Голова – дед Голомысл, за глаза его звали Горабыстр, бывший ратник Засечья, был высоким, худым, одноруким, с лицом, украшенным многочисленными шрамами, и с холодными серыми глазами. Поговаривали, что он не так стар, как выглядит, поседел раньше времени, когда только он да Сипач остались живы из всей засечной сотни. Вернувшись, они срубили избу и стали жить вдвоем на окраине села. Не было недругов злее, чем они, и не было столь разных по виду и характеру людей.
Могучий и высокий Голомысл – гневный и быстрый на расправу, за что и прозвали Горабыстром. Маленький и тонкий в кости Сипач – рассудительный, как-то особенно растягивающий слова. Каждый из них был на виду. Высокий, плечистый Голомысл, в руках которого любое дело казалось несерьезным – так быстро и красиво он работал. И умеющий найти подход к любому Сипач. До ранения у него был чистый и звонкий голос. Когда он пел, никто не оставался равнодушным. Посиделки без Сипача расходились быстро. А когда он был, то не только молодежь, но и возрастные бабы и мужики приходили послушать. Оба ратники. Оба умелые ратники. Они заслужили уважение в ратном деле. Сипач – лучник, Голомысл – мечник. Да и с копьем и ножом оба были первыми. И когда их привез на телеге городецкий ратник, их было не узнать: беспамятные и какие-то одинаковые, несмотря на непохожесть.
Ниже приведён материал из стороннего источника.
use crate::network::{address::AddressError, SocketError};
use std::{io, time::Duration};
use thiserror::Error;

/// Failure of a single probe invocation.
///
/// Probe failures never escape the orchestrator: they are counted on the
/// probe's failure metric and logged.
#[derive(Error, Debug)]
pub enum ProbeError {
    #[error("I/O error")]
    Transport(#[from] io::Error),

    #[error("No reply while {stage} after {after:?}")]
    Timeout { stage: &'static str, after: Duration },

    #[error("Socket operation failed")]
    Socket(#[from] SocketError),

    #[error("Could not resolve '{target}'")]
    Resolve { target: String },

    #[error("DHCP protocol error: {0}")]
    Protocol(String),

    #[error("Handshake finished without a DHCPACK")]
    NoAckReceived,

    #[error("Handshake finished without a DHCPv6 REPLY")]
    NoReplyReceived,

    #[error("Resolver {resolver} returned an empty answer")]
    EmptyResult { resolver: String },

    #[error("Address management failed")]
    AddressManagement(#[from] AddressError),

    #[error("Failed to parse payload: {0}")]
    Parse(String),
}

/// Coarse classification of a [`ProbeError`].
#[derive(Debug, Clone, Copy, PartialEq, Eq)]
pub enum FailureKind {
    Transport,
    Protocol,
    EmptyResult,
    AddressManagement,
    Parse,
}

impl ProbeError {
    pub fn kind(&self) -> FailureKind {
        match self {
            Self::Transport(_) | Self::Timeout { .. } | Self::Socket(_) | Self::Resolve { .. } => {
                FailureKind::Transport
            }
            Self::Protocol(_) | Self::NoAckReceived | Self::NoReplyReceived => {
                FailureKind::Protocol
            }
            Self::EmptyResult { .. } => FailureKind::EmptyResult,
            Self::AddressManagement(_) => FailureKind::AddressManagement,
            Self::Parse(_) => FailureKind::Parse,
        }
    }
}

/// Errors that stop the agent during startup.
#[derive(Error, Debug)]
pub enum ObserverError {
    #[error("Invalid configuration: {0}")]
    Config(String),

    #[error("Interface '{0}' not found")]
    InterfaceInvalid(String),

    #[error("Metrics registration failed")]
    Metrics(#[from] prometheus::Error),

    #[error("I/O error")]
    Io(#[from] io::Error),
}
use crate::error::ProbeError;
use bytes::{BufMut as _, Bytes, BytesMut};
use dhcproto::{v6, Encodable as _, Encoder};
use std::net::Ipv6Addr;

/// All_DHCP_Relay_Agents_and_Servers (RFC 8415).
pub const ALL_DHCP_SERVERS: Ipv6Addr = Ipv6Addr::new(0xff02, 0, 0, 0, 0, 0, 1, 2);

/// Builds a DUID-LL (type 3) for an Ethernet hardware address.
pub fn duid_ll(mac_addr: &Bytes) -> Vec<u8> {
    let mut duid = BytesMut::with_capacity(4 + mac_addr.len());
    duid.put_u16(3); // DUID-LL
    duid.put_u16(1); // hardware type Ethernet
    duid.extend_from_slice(mac_addr);
    duid.freeze().to_vec()
}

fn option_request() -> v6::DhcpOption {
    v6::DhcpOption::ORO(v6::ORO {
        opts: vec![v6::OptionCode::DomainNameServers],
    })
}

fn empty_ia_na(iaid: u32) -> v6::DhcpOption {
    v6::DhcpOption::IANA(v6::IANA {
        id: iaid,
        t1: 0,
        t2: 0,
        opts: v6::DhcpOptions::new(),
    })
}

/// Constructs a SOLICIT asking for one non-temporary address.
pub fn build_solicit(duid: &[u8], iaid: u32, xid: [u8; 3]) -> v6::Message {
    let mut msg = v6::Message::new_with_id(v6::MessageType::Solicit, xid);
    msg.opts_mut()
        .insert(v6::DhcpOption::ClientId(duid.to_vec().into()));
    msg.opts_mut().insert(v6::DhcpOption::ElapsedTime(0));
    msg.opts_mut().insert(option_request());
    msg.opts_mut().insert(empty_ia_na(iaid));
    msg
}

/// Constructs a REQUEST for the address carried by `advertise`.
pub fn build_request(
    duid: &[u8],
    iaid: u32,
    xid: [u8; 3],
    advertise: &v6::Message,
) -> Result<v6::Message, ProbeError> {
    let server_id = advertise
        .opts()
        .get(v6::OptionCode::ServerId)
        .cloned()
        .ok_or_else(|| ProbeError::Protocol("no server identifier in advertise".to_string()))?;
    let ia_na = advertise
        .opts()
        .get(v6::OptionCode::IANA)
        .cloned()
        .unwrap_or_else(|| empty_ia_na(iaid));

    let mut msg = v6::Message::new_with_id(v6::MessageType::Request, xid);
    msg.opts_mut()
        .insert(v6::DhcpOption::ClientId(duid.to_vec().into()));
    msg.opts_mut().insert(server_id);
    msg.opts_mut().insert(v6::DhcpOption::ElapsedTime(0));
    msg.opts_mut().insert(option_request());
    msg.opts_mut().insert(ia_na);
    Ok(msg)
}

pub fn encode(msg: &v6::Message) -> Result<Vec<u8>, ProbeError> {
    let mut buffer = Vec::new();
    let mut encoder = Encoder::new(&mut buffer);
    msg.encode(&mut encoder)
        .map_err(|e| ProbeError::Protocol(format!("failed to encode DHCPv6 message: {e}")))?;
    Ok(buffer)
}

/// First address of the first IA_NA in `msg`.
pub fn first_ia_address(msg: &v6::Message) -> Option<&v6::IAAddr> {
    let Some(v6::DhcpOption::IANA(ia_na)) = msg.opts().get(v6::OptionCode::IANA) else {
        return None;
    };
    match ia_na.opts.get(v6::OptionCode::IAAddr) {
        Some(v6::DhcpOption::IAAddr(addr)) => Some(addr),
        _ => None,
    }
}

#[cfg(test)]
mod tests {
    use super::*;
    use dhcproto::{Decodable, Decoder};

    const MAC: [u8; 6] = [0x00, 0x0c, 0x29, 0xa8, 0x92, 0xf4];

    fn advertise(with_server_id: bool) -> v6::Message {
        let mut msg = v6::Message::new_with_id(v6::MessageType::Advertise, [1, 2, 3]);
        if with_server_id {
            msg.opts_mut()
                .insert(v6::DhcpOption::ServerId(vec![0, 1, 2, 3].into()));
        }
        let mut ia_opts = v6::DhcpOptions::new();
        ia_opts.insert(v6::DhcpOption::IAAddr(v6::IAAddr {
            addr: "2001:db8::5".parse().unwrap(),
            preferred_life: 1800,
            valid_life: 3600,
            opts: v6::DhcpOptions::new(),
        }));
        msg.opts_mut().insert(v6::DhcpOption::IANA(v6::IANA {
            id: 42,
            t1: 900,
            t2: 1400,
            opts: ia_opts,
        }));
        msg
    }

    #[test]
    fn test_duid_ll_layout() {
        let duid = duid_ll(&Bytes::from_static(&MAC));
        assert_eq!(&duid[..4], &[0, 3, 0, 1]);
        assert_eq!(&duid[4..], &MAC);
    }

    #[test]
    fn test_build_solicit_round_trips() {
        let duid = duid_ll(&Bytes::from_static(&MAC));
        let packet = encode(&build_solicit(&duid, 42, [9, 8, 7])).unwrap();
        let msg = v6::Message::decode(&mut Decoder::new(&packet)).unwrap();

        assert_eq!(msg.msg_type(), v6::MessageType::Solicit);
        assert_eq!(msg.xid(), [9, 8, 7]);
        assert!(msg.opts().get(v6::OptionCode::ClientId).is_some());
        assert!(matches!(
            msg.opts().get(v6::OptionCode::IANA),
            Some(v6::DhcpOption::IANA(ia)) if ia.id == 42
        ));
    }

    #[test]
    fn test_build_request_copies_server_and_address() {
        let duid = duid_ll(&Bytes::from_static(&MAC));
        let request = build_request(&duid, 42, [4, 5, 6], &advertise(true)).unwrap();

        assert_eq!(request.msg_type(), v6::MessageType::Request);
        assert!(request.opts().get(v6::OptionCode::ServerId).is_some());
        assert_eq!(
            first_ia_address(&request).map(|a| a.addr),
            Some("2001:db8::5".parse().unwrap())
        );
    }

    #[test]
    fn test_build_request_requires_server_id() {
        let duid = duid_ll(&Bytes::from_static(&MAC));
        assert!(matches!(
            build_request(&duid, 42, [4, 5, 6], &advertise(false)),
            Err(ProbeError::Protocol(_))
        ));
    }

    #[test]
    fn test_first_ia_address() {
        let msg = advertise(true);
        let addr = first_ia_address(&msg).unwrap();
        assert_eq!(addr.valid_life, 3600);

        let empty = v6::Message::new_with_id(v6::MessageType::Reply, [0, 0, 1]);
        assert!(first_ia_address(&empty).is_none());
    }
}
Судорожно сглотнув ком в горле, ратник хрипло сказал:
– Вот и вся засечная сотня, – и, заблестев глазами, добавил, – отбили они лесовиков, не пропустили, мы шестерых везли, но доехали только они. Городец собрал деньгу на прожитье ратников. Где голова? Передайте ему.
Он вытащил из-за пазухи кошель, с поклоном отдал, еще раз поклонился и, развернувшись, поехал обратно. Сколько лет прошло, но все помнят ту осень и тот день, когда вдруг дружно завыли собаки, когда закричали женщины – матери, жены, невесты, дочери; когда рухнул старый ясень, что рос среди березок, как завидный жених среди красавиц; когда до самого поворота на весну не слышно было ни смеха, ни песен – ничего, что можно было бы назвать жизнью… ничего.
И лишь когда повернули на весну, когда стало пригревать солнце, зашевелилось, готовясь к пахоте и севу село, тогда и встали на ноги увечные Сипач и Голомысл. Низко поклонившись родне, они попросили прощения, но твердо настояли, что жить будут отдельно от всех. Так и появилась изба в дальнем конце луга, как бы соединяя Верхнюю и Нижнюю слободу. А как эти калеки ладили избу, вдвоем, отказывались от помощи – однорукий и немощный с пробитым горлом и переломанными ногами – это помнили все, кто видел. Они так и остались разными: Сипач пил запоями, а Голомысл вообще в рот не брал и стал таким рассудительным и душевным, что с любой бедой шли к нему. Никто не мог лучше его разложить по полочкам и принять решение. А Сипач с помощью Голомысла сделал себе гусли и играл. Да так, что казалось, они сами поют. Так же, как и он пел раньше. И чем пьянее был Сипач, тем понятнее и душевнее звучали струны. Поэтому никто в Засечье не корил его за это, и угощали его, хотя он никогда ничего не просил – этот маленький нескладный человечек, эта отдушинка для селян от тягот жизни, непрошенные слезы, что текли по щекам, когда он играл засечную память. Все посиделки начинались с нее. На лугу было не протолкнуться и тишина, изредка прерываемая преждевременными всхлипами.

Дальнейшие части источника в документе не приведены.